_RECORDS TO PROCESS_:
Segment Open
//! HTTP transport port.
//!
//! The wizard never talks to a concrete HTTP stack. Requests are described as
//! plain values and handed to a [`Transport`]; the infrastructure layer maps
//! them onto a real client and tests substitute scripted fakes.

use serde::de::DeserializeOwned;
use serde::Deserialize;

use crate::error::{Result, SurveyError};

#[derive(Debug, Clone, Copy, PartialEq, Eq)]
pub enum HttpMethod {
    Get,
    Post,
}

/// A locally held file to be sent as the `file` field of a multipart form.
#[derive(Debug, Clone, PartialEq, Eq)]
pub struct UploadFile {
    pub file_name: String,
    pub content_type: String,
    pub bytes: Vec<u8>,
}

#[derive(Debug, Clone, PartialEq)]
pub enum RequestBody {
    Empty,
    /// Sent with `Content-Type: application/json`
    Json(serde_json::Value),
    /// Sent as multipart; the transport must not set a content type itself so
    /// the boundary parameter stays correct
    File(UploadFile),
}

/// A transport-agnostic request.
#[derive(Debug, Clone, PartialEq)]
pub struct ApiRequest {
    pub method: HttpMethod,
    /// Path relative to the configured base URL, already percent-encoded
    pub path: String,
    pub query: Vec<(String, String)>,
    pub body: RequestBody,
    pub bearer: Option<String>,
}

impl ApiRequest {
    pub fn get(path: impl Into<String>) -> Self {
        Self {
            method: HttpMethod::Get,
            path: path.into(),
            query: Vec::new(),
            body: RequestBody::Empty,
            bearer: None,
        }
    }

    pub fn post(path: impl Into<String>) -> Self {
        Self {
            method: HttpMethod::Post,
            ..Self::get(path)
        }
    }

    pub fn with_query(mut self, key: impl Into<String>, value: impl Into<String>) -> Self {
        self.query.push((key.into(), value.into()));
        self
    }

    pub fn with_json(mut self, value: serde_json::Value) -> Self {
        self.body = RequestBody::Json(value);
        self
    }

    pub fn with_file(mut self, file: UploadFile) -> Self {
        self.body = RequestBody::File(file);
        self
    }

    pub fn with_bearer(mut self, token: impl Into<String>) -> Self {
        self.bearer = Some(token.into());
        self
    }
}

/// Status and raw body of a completed exchange.
#[derive(Debug, Clone, PartialEq, Eq)]
pub struct ApiResponse {
    pub status: u16,
    pub body: Vec<u8>,
}

#[derive(Deserialize)]
struct MessageOnly {
    message: Option<String>,
}

impl ApiResponse {
    pub fn new(status: u16, body: impl Into<Vec<u8>>) -> Self {
        Self {
            status,
            body: body.into(),
        }
    }

    /// Convenience for building JSON responses.
    pub fn json_body(status: u16, value: &serde_json::Value) -> Self {
        Self::new(status, value.to_string().into_bytes())
    }

    pub fn is_success(&self) -> bool {
        (200..300).contains(&self.status)
    }

    pub fn is_unauthorized(&self) -> bool {
        self.status == 401
    }

    pub fn json<T: DeserializeOwned>(&self) -> Result<T> {
        Ok(serde_json::from_slice(&self.body)?)
    }

    /// Server-provided `message` field, if the body carries one.
    pub fn message(&self) -> Option<String> {
        serde_json::from_slice::<MessageOnly>(&self.body)
            .ok()
            .and_then(|m| m.message)
    }

    /// Fails with an `Http` error unless the status is 2xx.
    pub fn error_for_status(self) -> Result<Self> {
        if self.is_success() {
            return Ok(self);
        }
        let message = self
            .message()
            .unwrap_or_else(|| format!("HTTP error! status: {}", self.status));
        Err(SurveyError::http(self.status, message))
    }
}

/// Executes requests against the backend.
#[async_trait::async_trait]
pub trait Transport: Send + Sync {
    /// Sends one request. Non-2xx statuses are returned as responses, only
    /// failures to obtain a response are errors.
    async fn execute(&self, request: ApiRequest) -> Result<ApiResponse>;
}
//! Domain model of the POSM survey client.
//!
//! This crate has no I/O. Network and storage access go through the
//! [`transport::Transport`] and [`session::CredentialStore`] ports.

pub mod catalog;
pub mod error;
pub mod session;
pub mod store;
pub mod suggest;
pub mod survey;
pub mod transport;

// Re-export common error types
pub use error::{Result, SurveyError, ValidationError};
Segment Closed
_INSTRUCTIONS FOR THE TASK_: The answer should be the exact lines running from the line containing "#[async_trait::async_trait]" to the last line of the entries, with nothing else.

_RESULT OF THE EXERCISE_:
#[async_trait::async_trait]
pub trait Transport: Send + Sync {
    /// Sends one request. Non-2xx statuses are returned as responses, only
    /// failures to obtain a response are errors.
    async fn execute(&self, request: ApiRequest) -> Result<ApiResponse>;
}
//! Domain model of the POSM survey client.
//!
//! This crate has no I/O. Network and storage access go through the
//! [`transport::Transport`] and [`session::CredentialStore`] ports.

pub mod catalog;
pub mod error;
pub mod session;
pub mod store;
pub mod suggest;
pub mod survey;
pub mod transport;

// Re-export common error types
pub use error::{Result, SurveyError, ValidationError};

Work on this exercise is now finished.